On Wednesday, 14 June 2017 at 14:35:32 UTC, Steven Schveighoffer wrote:
What I'd rather see is a better mechanism for ranges (or things that provide ranges) to hook the foreach syntax to allow better control and power from ranges without using traditional opApply.

For example, if we had:

foreach(size_t a, b; x)

translates to:

for(auto _context = x.opApply!(size_t, void); !context.empty; _context.popFront)
{
auto (a, b) = _context.front; // the way it works now with tuples, don't think there's a real syntax for this.
   ...
}

An approach like that seems fine to me. In any case, why do it in exclusion of a foreach-generated index? Imagine that I define an input range. Can we assume that range.front is *conceptually* equivalent to range[0], even if the range doesn't define random access? Because if we can, then, if the range doesn't define the new opApply or whatever, why not allow foreach to generate the index?

Yes, foreach could be augmented to do that. However, this is essentially a way to implement enumerate without the .enumerate, and nothing more. It's not a lot of added benefit IMO.

Consider this case. You create a prototype where foo is a slice. Then you start improving the code and foo becomes a range. In your code you have several places that use foo with foreach, and several places where it is used directly. If you define the new foo as newRangeFoo.enumerate, then the several foreach work automatically, but the other uses don't because they have to be changed to foo.value; if you do it the other way around, the direct uses work automatically but the foreach all have to be changed from foo to foo.enumerate. Thus you have lost a lot of the code plasticity. If the foreach statement generated the indices then it would work automatically.

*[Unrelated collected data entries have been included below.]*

use super::*;

use crate::advisory::AuralCode;
use crate::advisory::TcasVersion;
use crate::altitude::Altitude;
use crate::item::DataItem;
use crate::record::DecoderOptions;
use crate::trace::NoTrace;

// FRNs 1, 2, 10 and 22: I010, I140, I250 with a BDS 1,0 register announcing
// TCAS 7.0, and I260 with ARA bit 41 set
const RECORD: [u8; 25] = [
    0xc1, 0x21, 0x01, 0x80, // FSPEC
    0x08, 0x11, // I010
    0x00, 0x01, 0x00, // I140
    0x01, 0x00, 0x00, 0x00, 0x00, 0x02, 0x00, 0x00, 0x10, // I250
    0x00, 0x80, 0x00, 0x00, 0x00, 0x00, 0x00, // I260
];

fn decode(input: &[u8], options: &DecoderOptions) -> crate::error::Result<Record<Cat048>> {
    Record::<Cat048>::decode(input, 0, input.len(), options, &mut NoTrace)
}

#[test]
fn test_decode() {
    let record = decode(&RECORD, &DecoderOptions::default()).unwrap();

    assert_eq!(48, record.category());
    assert_eq!(25, record.len());
    assert_eq!(4, record.fspec_len());
    assert_eq!(4, record.present_count());

    assert!(record.is_present(1));
    assert!(record.is_present(2));
    assert!(!record.is_present(3));
    assert!(record.is_present(10));
    assert!(record.is_present(22));

    let frns: Vec<usize> = record.items().map(|(frn, _)| frn).collect();
    assert_eq!(vec![1, 2, 10, 22], frns);

    assert_eq!(
        Some(&DataSourceIdentifier { sac: 8, sic: 17 }),
        record.data_source()
    );

    match record.item(2) {
        Some(Cat048Item::TimeOfDay(time)) => assert_eq!(2.0, time.seconds()),
        other => panic!("unexpected item {:?}", other),
    }

    assert_eq!(None, record.aircraft_address());
}

#[test]
fn test_tcas_version_from_capability_report() {
    let record = decode(&RECORD, &DecoderOptions::default()).unwrap();

    assert_eq!(
        Some(TcasVersion::V70),
        record.bds_register_data().unwrap().tcas_version()
    );
    assert_eq!(TcasVersion::V70, record.tcas_version());

    let advisory = record.acas_resolution_advisory().unwrap();

    assert_eq!(Some(AuralCode::MonitorVerticalSpeed), advisory.aural_code);
}

#[test]
fn test_tcas_version_option_wins() {
    let options = DecoderOptions {
        tcas_version: Some(TcasVersion::V604),
        ..DecoderOptions::default()
    };

    let record = decode(&RECORD, &options).unwrap();

    assert_eq!(TcasVersion::V604, record.tcas_version());

    let advisory = record.acas_resolution_advisory().unwrap();

    assert_eq!(Some(AuralCode::Climb), advisory.aural_code);
}

#[test]
fn test_tcas_version_default() {
    let input = [
        0x01, 0x01, 0x01, 0x80, // FSPEC, FRN 22 only
        0x00, 0x80, 0x00, 0x00, 0x00, 0x00, 0x00,
    ];

    let record = decode(&input, &DecoderOptions::default()).unwrap();

    assert_eq!(11, record.len());
    assert_eq!(TcasVersion::V604, record.tcas_version());
    assert_eq!(
        Some(AuralCode::Climb),
        record.acas_resolution_advisory().unwrap().aural_code
    );
}

#[test]
fn test_record_followed_by_another() {
    let mut input = vec![0xff];
    input.extend_from_slice(&RECORD);
    input.extend_from_slice(&RECORD);

    let options = DecoderOptions::default();

    let first = Record::<Cat048>::decode(&input, 1, input.len() - 1, &options, &mut NoTrace)
        .unwrap();

    assert_eq!(25, first.len());

    let second =
        Record::<Cat048>::decode(&input, 1 + first.len(), input.len() - 26, &options, &mut NoTrace)
            .unwrap();

    assert_eq!(first, second);
}

#[test]
fn test_truncated() {
    let input = &RECORD[..24];

    assert_eq!(
        Err(DecodeError::TruncatedBuffer {
            needed: 25,
            available: 24
        }),
        decode(input, &DecoderOptions::default())
    );
}

#[test]
fn test_length_bounds_record() {
    // the buffer holds the whole record but the caller only grants 20 octets
    let result = Record::<Cat048>::decode(&RECORD, 0, 20, &DecoderOptions::default(), &mut NoTrace);

    assert!(matches!(
        result,
        Err(DecodeError::TruncatedBuffer { available: 20, .. })
    ));
}

#[test]
fn test_malformed_fspec() {
    let input = [0x01; 8];

    assert_eq!(
        Err(DecodeError::MalformedFspec { max: 4 }),
        decode(&input, &DecoderOptions::default())
    );
}

#[test]
fn test_undefined_item() {
    let options = DecoderOptions {
        max_fspec_octets: Some(5),
        ..DecoderOptions::default()
    };

    let input = [0x01, 0x01, 0x01, 0x01, 0x80, 0x00];

    assert_eq!(
        Err(DecodeError::UndefinedItem {
            category: 48,
            frn: 29
        }),
        decode(&input, &options)
    );
}

#[test]
fn test_empty_record() {
    let record = decode(&[0x00], &DecoderOptions::default()).unwrap();

    assert_eq!(1, record.len());
    assert_eq!(0, record.present_count());
    assert_eq!(0, record.items().count());
    assert_eq!(None, record.acas_resolution_advisory());
}

#[test]
fn test_mode_c_altitude() {
    let input = [
        0x01, 0x01, 0x10, // FSPEC, FRN 18
        0x00, 0x80, 0x00, 0x00,
    ];

    let record = decode(&input, &DecoderOptions::default()).unwrap();

    match record.item(18) {
        Some(Cat048Item::ModeCCodeConfidence(mode_c)) => {
            assert_eq!(0x080, mode_c.code);
            assert_eq!(Altitude::Feet(-1200), mode_c.altitude);
        }
        other => panic!("unexpected item {:?}", other),
    }
}

#[test]
fn test_aircraft_identification() {
    let input = [0x04, 0x2c, 0x72, 0x82, 0x08, 0x20];

    let mut trace = NoTrace;
    let mut ctx = Context::new(TcasVersion::V604, &mut trace);

    let identification = AircraftIdentification::decode(&input, 0, &mut ctx).unwrap();

    assert_eq!("AB12    ", identification.call_sign);
}

#[test]
fn test_negative_flight_level() {
    let mut trace = NoTrace;
    let mut ctx = Context::new(TcasVersion::V604, &mut trace);

    let level = FlightLevel::decode(&[0x3f, 0xfc], 0, &mut ctx).unwrap();

    assert_eq!(-4, level.quarter_flight_level);
    assert_eq!(-1.0, level.flight_level());
}

#[test]
fn test_explicit_fields() {
    let input = [
        0x01, 0x01, 0x01, 0x06, // FSPEC, FRNs 27 and 28
        0x03, 0xaa, 0xbb, // SP
        0x01, // RE
    ];

    let record = decode(&input, &DecoderOptions::default()).unwrap();

    assert_eq!(8, record.len());
    assert_eq!(
        Some(&Cat048Item::SpecialPurpose(SpecialPurpose {
            data: vec![0xaa, 0xbb]
        })),
        record.item(27)
    );
    assert_eq!(
        Some(&Cat048Item::ReservedExpansion(ReservedExpansion { data: vec![] })),
        record.item(28)
    );
}

#[test]
fn test_zero_explicit_length() {
    let input = [0x01, 0x01, 0x01, 0x04, 0x00];

    assert!(matches!(
        decode(&input, &DecoderOptions::default()),
        Err(DecodeError::MalformedItem { .. })
    ));
}

#[test]
fn test_radar_plot_extended_primary() {
    // FX set on a primary with no sub-fields in its second octet
    let input = [0x81, 0x00, 0x05];

    let mut trace = NoTrace;
    let mut ctx = Context::new(TcasVersion::V604, &mut trace);

    let plot = RadarPlotCharacteristics::decode(&input, 0, &mut ctx).unwrap();

    let expected = RadarPlotCharacteristics {
        ssr_runlength: Some(5),
        ssr_replies: None,
        ssr_amplitude: None,
        psr_runlength: None,
        psr_amplitude: None,
        range_difference: None,
        azimuth_difference: None,
    };

    assert_eq!(expected, plot);
}

#[test]
fn test_doppler_extended_primary() {
    let input = [0x41, 0x00, 0x01, 0x12, 0x34, 0x00, 0x00, 0x00, 0x00];

    let mut trace = NoTrace;
    let mut ctx = Context::new(TcasVersion::V604, &mut trace);

    let doppler = RadialDopplerSpeed::decode(&input, 0, &mut ctx).unwrap();

    let expected = RadialDopplerSpeed {
        calculated: None,
        raw: vec![RawDopplerSpeed {
            doppler: 0x1234,
            ambiguity: 0,
            frequency: 0,
        }],
    };

    assert_eq!(expected, doppler);
}

#[test]
fn test_comms_acas_capability() {
    // COM 1, STAT 2, SI, MSSC, ARC, B1A and B1B 6
    let input = [0x2a, 0xd6];

    let mut trace = NoTrace;
    let mut ctx = Context::new(TcasVersion::V604, &mut trace);

    let capability = CommsAcasCapability::decode(&input, 0, &mut ctx).unwrap();

    let expected = CommsAcasCapability {
        communications: 1,
        flight_status: 2,
        specific_service: true,
        mode_s_specific_service: true,
        altitude_reporting_25ft: true,
        aircraft_identification: false,
        bds_1_0_bit_16: true,
        bds_1_0_bits_37_40: 6,
    };

    assert_eq!(expected, capability);
}

#[test]
fn test_track_status() {
    let input = [0xd3, 0x00];

    let mut trace = NoTrace;
    let mut ctx = Context::new(TcasVersion::V604, &mut trace);

    let status = TrackStatus::decode(&input, 0, &mut ctx).unwrap();

    let expected = TrackStatus {
        tentative: true,
        radar: 2,
        doubtful: true,
        manoeuvre: false,
        climbing_mode: 1,
        extensions: vec![0x00],
    };

    assert_eq!(expected, status);
}

#[test]
fn test_target_report_descriptor() {
    let input = [0xb4];

    let mut trace = NoTrace;
    let mut ctx = Context::new(TcasVersion::V604, &mut trace);

    let descriptor = TargetReportDescriptor::decode(&input, 0, &mut ctx).unwrap();

    let expected = TargetReportDescriptor {
        typ: 5,
        simulated: true,
        rdp_chain_2: false,
        spi: true,
        field_monitor: false,
        extensions: vec![],
    };

    assert_eq!(expected, descriptor);
}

This could also be solved by the range defining your new version of opApply and foreach understanding that. Assuming that we can wrap old ranges (e.g. from a library you don't want to change) with that opApply, I would be fine with that solution as long as this is something that actually goes forward. I'm just afraid this is something that will linger because it's a more difficult design decision, while having foreach support index generation seems like a more self contained solution that could be agreed upon and implemented quickly.